-- Opening Marker --

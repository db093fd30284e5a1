//! 批量下载器 - 编排层
//!
//! ## 职责
//!
//! 把一组下载任务并发地交给 `PaperSource`，并按任务顺序收集结果。
//!
//! ## 设计特点
//!
//! - **并发控制**：先拿 Semaphore 许可再 spawn，同时在途的请求不超过上限
//! - **顺序确定**：每个任务的 JoinHandle 就是它的结果槽位，按任务顺序收集
//! - **失败即缺失**：超时、网络错误、非 200、内容不是 PDF 都记为缺失，不重试

use crate::config::Config;
use crate::error::{AppError, AppResult, FetchError};
use crate::infrastructure::{PaperSource, RawResponse};
use crate::models::paper::{FetchResult, FetchTask};
use crate::services::naming::PaperNaming;
use futures::future::join_all;
use std::sync::atomic::{AtomicUsize, Ordering};
use std::sync::Arc;
use std::time::Duration;
use tokio::sync::Semaphore;
use tracing::{debug, error, info, warn};

/// PDF 文件头
pub const PDF_SIGNATURE: &[u8] = b"%PDF";

/// 批量下载器
pub struct BatchFetcher<S> {
    source: Arc<S>,
    naming: PaperNaming,
    concurrency: usize,
    timeout: Duration,
}

impl<S: PaperSource> BatchFetcher<S> {
    pub fn new(source: S, naming: PaperNaming, concurrency: usize, timeout: Duration) -> Self {
        Self {
            source: Arc::new(source),
            naming,
            concurrency: concurrency.max(1),
            timeout,
        }
    }

    pub fn from_config(source: S, config: &Config) -> Self {
        Self::new(
            source,
            PaperNaming::from_config(config),
            config.max_concurrent_downloads,
            config.request_timeout(),
        )
    }

    pub fn naming(&self) -> &PaperNaming {
        &self.naming
    }

    pub fn concurrency(&self) -> usize {
        self.concurrency
    }

    /// 下载全部任务
    ///
    /// 返回的结果与 `tasks` 一一对应、顺序相同
    pub async fn fetch_all(&self, tasks: &[FetchTask]) -> AppResult<Vec<FetchResult>> {
        let total = tasks.len();
        let semaphore = Arc::new(Semaphore::new(self.concurrency));
        let completed = Arc::new(AtomicUsize::new(0));
        let mut slots = Vec::with_capacity(total);
        let mut handles = Vec::with_capacity(total);

        for task in tasks {
            let filename = self.naming.file_name(task);
            let url = self.naming.url_for_name(&filename);
            let permit = semaphore
                .clone()
                .acquire_owned()
                .await
                .map_err(|e| AppError::Task(e.to_string()))?;

            let source = Arc::clone(&self.source);
            let completed = Arc::clone(&completed);
            let timeout = self.timeout;
            let progress_name = filename.clone();

            let handle = tokio::spawn(async move {
                let _permit = permit;
                let payload = fetch_one(source.as_ref(), &url, timeout).await;
                let done = completed.fetch_add(1, Ordering::SeqCst) + 1;
                log_progress(done, total, &progress_name, payload.is_some());
                payload
            });
            slots.push((task.group_key(), filename));
            handles.push(handle);
        }

        // join_all 保持输入顺序
        let results = join_all(handles)
            .await
            .into_iter()
            .zip(slots)
            .map(|(joined, (key, filename))| {
                let payload = joined.unwrap_or_else(|e| {
                    error!("下载任务异常退出 {}: {}", filename, e);
                    None
                });
                FetchResult {
                    key,
                    filename,
                    payload,
                }
            })
            .collect();

        Ok(results)
    }
}

/// 下载单个文件，任何失败都返回 None
async fn fetch_one<S: PaperSource>(source: &S, url: &str, timeout: Duration) -> Option<Vec<u8>> {
    match tokio::time::timeout(timeout, source.get(url)).await {
        Ok(Ok(response)) => {
            let status = response.status;
            let payload = classify(response);
            if payload.is_none() {
                debug!("响应不是有效的 PDF: {} (状态码 {})", url, status);
            }
            payload
        }
        Ok(Err(e)) => {
            debug!("{}", e);
            None
        }
        Err(_) => {
            let e = FetchError::Timeout {
                url: url.to_string(),
                timeout_secs: timeout.as_secs(),
            };
            debug!("{}", e);
            None
        }
    }
}

/// 只有状态码 200 且内容以 `%PDF` 开头才算下载成功
pub fn classify(response: RawResponse) -> Option<Vec<u8>> {
    if response.status == 200 && response.body.starts_with(PDF_SIGNATURE) {
        Some(response.body)
    } else {
        None
    }
}

fn log_progress(done: usize, total: usize, filename: &str, success: bool) {
    if success {
        info!("[{}/{}] ✅ {}", done, total, filename);
    } else {
        warn!("[{}/{}] ⚠️ 无法下载 {}", done, total, filename);
    }
}
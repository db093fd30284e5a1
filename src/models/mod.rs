pub mod loaders;
pub mod paper;
pub mod request;
pub mod subject;

pub use loaders::{load_download_form, load_download_request};
pub use paper::{FetchResult, FetchTask, GroupKey, PaperType, Session};
pub use request::{normalize_paper_numbers, DownloadForm, DownloadRequest};
pub use subject::{Level, SubjectInfo};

-- Closing Marker --

• TASK TO CARRY OUT:
Among the records, find every line with the word "total" and copy it.

• RESPONSE:
        let total = tasks.len();
        let mut slots = Vec::with_capacity(total);
        let mut handles = Vec::with_capacity(total);
                log_progress(done, total, &progress_name, payload.is_some());
fn log_progress(done: usize, total: usize, filename: &str, success: bool) {
        info!("[{}/{}] ✅ {}", done, total, filename);
        warn!("[{}/{}] ⚠️ 无法下载 {}", done, total, filename);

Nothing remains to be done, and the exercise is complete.